WORK INSTRUCTIONS
Check each line of the material that follows, and copy those holding the string "half".

RECORD EXCERPTS
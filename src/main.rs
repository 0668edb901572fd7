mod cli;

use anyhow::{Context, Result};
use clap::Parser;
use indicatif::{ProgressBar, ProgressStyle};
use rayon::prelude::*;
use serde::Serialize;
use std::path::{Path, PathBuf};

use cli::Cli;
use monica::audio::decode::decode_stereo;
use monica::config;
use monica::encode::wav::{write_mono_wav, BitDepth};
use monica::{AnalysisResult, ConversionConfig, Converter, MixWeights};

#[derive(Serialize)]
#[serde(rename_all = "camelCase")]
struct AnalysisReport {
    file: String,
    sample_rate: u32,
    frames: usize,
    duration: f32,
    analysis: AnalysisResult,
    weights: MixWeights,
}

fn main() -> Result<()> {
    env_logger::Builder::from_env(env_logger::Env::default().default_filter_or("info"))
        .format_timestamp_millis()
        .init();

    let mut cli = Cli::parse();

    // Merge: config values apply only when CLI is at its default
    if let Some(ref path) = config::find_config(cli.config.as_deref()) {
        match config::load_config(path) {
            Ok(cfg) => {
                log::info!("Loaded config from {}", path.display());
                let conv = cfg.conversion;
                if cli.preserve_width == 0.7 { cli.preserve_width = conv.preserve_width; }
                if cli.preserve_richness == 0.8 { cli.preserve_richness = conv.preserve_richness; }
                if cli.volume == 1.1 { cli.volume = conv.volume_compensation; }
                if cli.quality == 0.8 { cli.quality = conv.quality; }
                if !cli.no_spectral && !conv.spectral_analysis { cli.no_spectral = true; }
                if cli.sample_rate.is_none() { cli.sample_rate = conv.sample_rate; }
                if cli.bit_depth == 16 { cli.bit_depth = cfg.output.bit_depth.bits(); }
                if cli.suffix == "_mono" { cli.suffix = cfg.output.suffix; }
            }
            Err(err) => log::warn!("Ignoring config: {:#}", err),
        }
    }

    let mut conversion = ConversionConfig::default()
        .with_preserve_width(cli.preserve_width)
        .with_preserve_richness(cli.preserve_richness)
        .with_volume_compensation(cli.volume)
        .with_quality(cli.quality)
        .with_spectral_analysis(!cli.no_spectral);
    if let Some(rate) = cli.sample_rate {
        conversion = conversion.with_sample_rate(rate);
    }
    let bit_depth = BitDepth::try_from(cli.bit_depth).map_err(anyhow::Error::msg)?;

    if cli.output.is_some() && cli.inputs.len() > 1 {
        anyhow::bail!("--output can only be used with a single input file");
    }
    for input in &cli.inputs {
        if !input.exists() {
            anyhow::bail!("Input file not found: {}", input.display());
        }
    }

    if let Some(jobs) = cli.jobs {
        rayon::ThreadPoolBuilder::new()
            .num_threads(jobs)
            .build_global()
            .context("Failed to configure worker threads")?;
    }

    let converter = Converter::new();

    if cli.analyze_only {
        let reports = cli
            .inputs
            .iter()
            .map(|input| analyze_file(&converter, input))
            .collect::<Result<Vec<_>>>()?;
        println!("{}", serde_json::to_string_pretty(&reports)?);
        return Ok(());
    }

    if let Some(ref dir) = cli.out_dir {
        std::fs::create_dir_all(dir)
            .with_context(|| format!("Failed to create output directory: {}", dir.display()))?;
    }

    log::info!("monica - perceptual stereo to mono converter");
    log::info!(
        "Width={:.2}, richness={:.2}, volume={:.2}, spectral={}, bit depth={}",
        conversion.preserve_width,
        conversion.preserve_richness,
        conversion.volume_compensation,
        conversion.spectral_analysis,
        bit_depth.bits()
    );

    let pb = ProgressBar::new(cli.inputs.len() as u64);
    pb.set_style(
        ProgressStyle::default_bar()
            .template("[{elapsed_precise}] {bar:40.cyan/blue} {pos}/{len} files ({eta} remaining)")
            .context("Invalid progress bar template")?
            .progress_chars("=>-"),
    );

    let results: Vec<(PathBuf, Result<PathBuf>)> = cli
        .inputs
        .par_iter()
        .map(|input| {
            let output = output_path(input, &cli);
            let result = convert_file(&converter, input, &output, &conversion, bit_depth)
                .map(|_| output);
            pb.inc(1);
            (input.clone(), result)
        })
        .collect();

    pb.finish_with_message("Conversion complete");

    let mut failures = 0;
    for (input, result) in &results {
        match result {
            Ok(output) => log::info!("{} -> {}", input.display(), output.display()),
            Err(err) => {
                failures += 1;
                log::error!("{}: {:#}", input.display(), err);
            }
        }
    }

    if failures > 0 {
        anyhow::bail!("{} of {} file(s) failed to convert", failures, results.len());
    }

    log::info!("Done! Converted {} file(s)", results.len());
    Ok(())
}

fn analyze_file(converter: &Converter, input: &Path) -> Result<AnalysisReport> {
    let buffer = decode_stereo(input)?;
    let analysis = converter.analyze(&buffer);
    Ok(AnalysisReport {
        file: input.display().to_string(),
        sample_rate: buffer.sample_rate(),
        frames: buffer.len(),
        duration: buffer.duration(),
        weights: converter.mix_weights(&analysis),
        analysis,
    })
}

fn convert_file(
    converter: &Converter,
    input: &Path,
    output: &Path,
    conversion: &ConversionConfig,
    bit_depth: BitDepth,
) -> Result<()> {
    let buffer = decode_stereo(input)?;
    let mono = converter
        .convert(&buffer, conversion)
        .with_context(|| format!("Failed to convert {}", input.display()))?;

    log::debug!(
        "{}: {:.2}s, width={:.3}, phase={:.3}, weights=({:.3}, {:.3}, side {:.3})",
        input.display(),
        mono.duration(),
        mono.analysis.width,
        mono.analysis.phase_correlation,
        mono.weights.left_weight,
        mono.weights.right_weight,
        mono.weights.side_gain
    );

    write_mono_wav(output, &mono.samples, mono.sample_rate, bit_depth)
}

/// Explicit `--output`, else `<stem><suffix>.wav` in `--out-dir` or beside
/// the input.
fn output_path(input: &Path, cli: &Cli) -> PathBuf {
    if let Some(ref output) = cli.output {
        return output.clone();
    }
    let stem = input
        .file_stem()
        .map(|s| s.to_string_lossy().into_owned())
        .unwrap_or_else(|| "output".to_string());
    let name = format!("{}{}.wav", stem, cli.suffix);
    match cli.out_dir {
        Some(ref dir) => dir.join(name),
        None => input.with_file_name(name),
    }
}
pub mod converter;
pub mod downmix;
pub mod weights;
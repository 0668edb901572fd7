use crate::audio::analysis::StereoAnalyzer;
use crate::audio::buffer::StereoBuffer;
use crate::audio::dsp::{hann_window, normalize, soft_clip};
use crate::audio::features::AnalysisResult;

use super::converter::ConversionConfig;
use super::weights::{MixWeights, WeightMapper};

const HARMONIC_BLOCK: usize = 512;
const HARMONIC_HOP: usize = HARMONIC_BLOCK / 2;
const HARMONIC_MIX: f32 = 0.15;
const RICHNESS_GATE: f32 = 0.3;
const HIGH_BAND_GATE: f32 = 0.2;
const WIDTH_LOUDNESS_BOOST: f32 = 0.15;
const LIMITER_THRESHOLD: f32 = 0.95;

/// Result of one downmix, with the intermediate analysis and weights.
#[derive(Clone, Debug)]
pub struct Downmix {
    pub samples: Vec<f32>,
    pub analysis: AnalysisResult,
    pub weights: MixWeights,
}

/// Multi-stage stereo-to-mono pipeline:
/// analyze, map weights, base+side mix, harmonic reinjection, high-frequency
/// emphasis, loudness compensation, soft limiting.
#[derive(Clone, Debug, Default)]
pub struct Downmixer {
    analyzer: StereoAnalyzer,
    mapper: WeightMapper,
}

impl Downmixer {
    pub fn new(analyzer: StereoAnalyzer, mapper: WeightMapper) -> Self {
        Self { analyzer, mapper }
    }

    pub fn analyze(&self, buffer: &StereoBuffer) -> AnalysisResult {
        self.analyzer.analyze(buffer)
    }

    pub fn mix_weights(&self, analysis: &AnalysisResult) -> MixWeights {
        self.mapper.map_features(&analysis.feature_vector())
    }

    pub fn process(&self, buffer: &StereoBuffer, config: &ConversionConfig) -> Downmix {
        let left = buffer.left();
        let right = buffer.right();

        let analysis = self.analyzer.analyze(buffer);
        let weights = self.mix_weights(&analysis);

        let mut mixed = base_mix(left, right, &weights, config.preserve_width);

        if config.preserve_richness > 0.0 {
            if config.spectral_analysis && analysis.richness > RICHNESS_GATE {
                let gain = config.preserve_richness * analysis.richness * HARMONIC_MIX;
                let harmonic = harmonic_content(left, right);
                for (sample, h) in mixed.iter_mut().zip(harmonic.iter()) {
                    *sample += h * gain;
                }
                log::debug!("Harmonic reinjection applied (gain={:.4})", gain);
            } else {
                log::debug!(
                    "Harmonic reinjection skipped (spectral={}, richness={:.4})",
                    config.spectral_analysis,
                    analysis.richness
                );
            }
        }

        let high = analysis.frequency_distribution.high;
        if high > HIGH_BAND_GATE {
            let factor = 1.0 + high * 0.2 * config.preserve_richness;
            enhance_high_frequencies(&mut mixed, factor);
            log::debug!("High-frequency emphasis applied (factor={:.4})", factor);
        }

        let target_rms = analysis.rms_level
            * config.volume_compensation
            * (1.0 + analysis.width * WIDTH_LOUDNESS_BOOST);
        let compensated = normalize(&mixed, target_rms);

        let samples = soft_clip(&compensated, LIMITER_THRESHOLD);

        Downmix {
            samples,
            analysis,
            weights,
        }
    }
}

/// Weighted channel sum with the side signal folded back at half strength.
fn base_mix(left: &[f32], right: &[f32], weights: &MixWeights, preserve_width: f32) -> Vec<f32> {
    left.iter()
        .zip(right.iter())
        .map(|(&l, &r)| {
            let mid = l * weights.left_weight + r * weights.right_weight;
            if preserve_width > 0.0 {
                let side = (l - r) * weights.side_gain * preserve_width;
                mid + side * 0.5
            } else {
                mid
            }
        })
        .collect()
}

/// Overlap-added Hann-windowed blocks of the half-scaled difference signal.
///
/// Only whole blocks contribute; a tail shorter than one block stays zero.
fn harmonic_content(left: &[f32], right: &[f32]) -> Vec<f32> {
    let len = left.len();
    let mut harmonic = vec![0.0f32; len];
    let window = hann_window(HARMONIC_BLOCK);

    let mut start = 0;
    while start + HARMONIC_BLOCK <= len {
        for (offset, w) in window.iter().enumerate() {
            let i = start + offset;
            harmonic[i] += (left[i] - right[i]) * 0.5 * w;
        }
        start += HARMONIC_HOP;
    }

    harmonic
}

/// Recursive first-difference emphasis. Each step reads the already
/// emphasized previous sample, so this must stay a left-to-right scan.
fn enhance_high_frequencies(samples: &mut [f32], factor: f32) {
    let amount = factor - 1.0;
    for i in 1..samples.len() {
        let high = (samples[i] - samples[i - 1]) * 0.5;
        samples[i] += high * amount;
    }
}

SOLUTION
/// Weighted channel sum with the side signal folded back at half strength.
/// Overlap-added Hann-windowed blocks of the half-scaled difference signal.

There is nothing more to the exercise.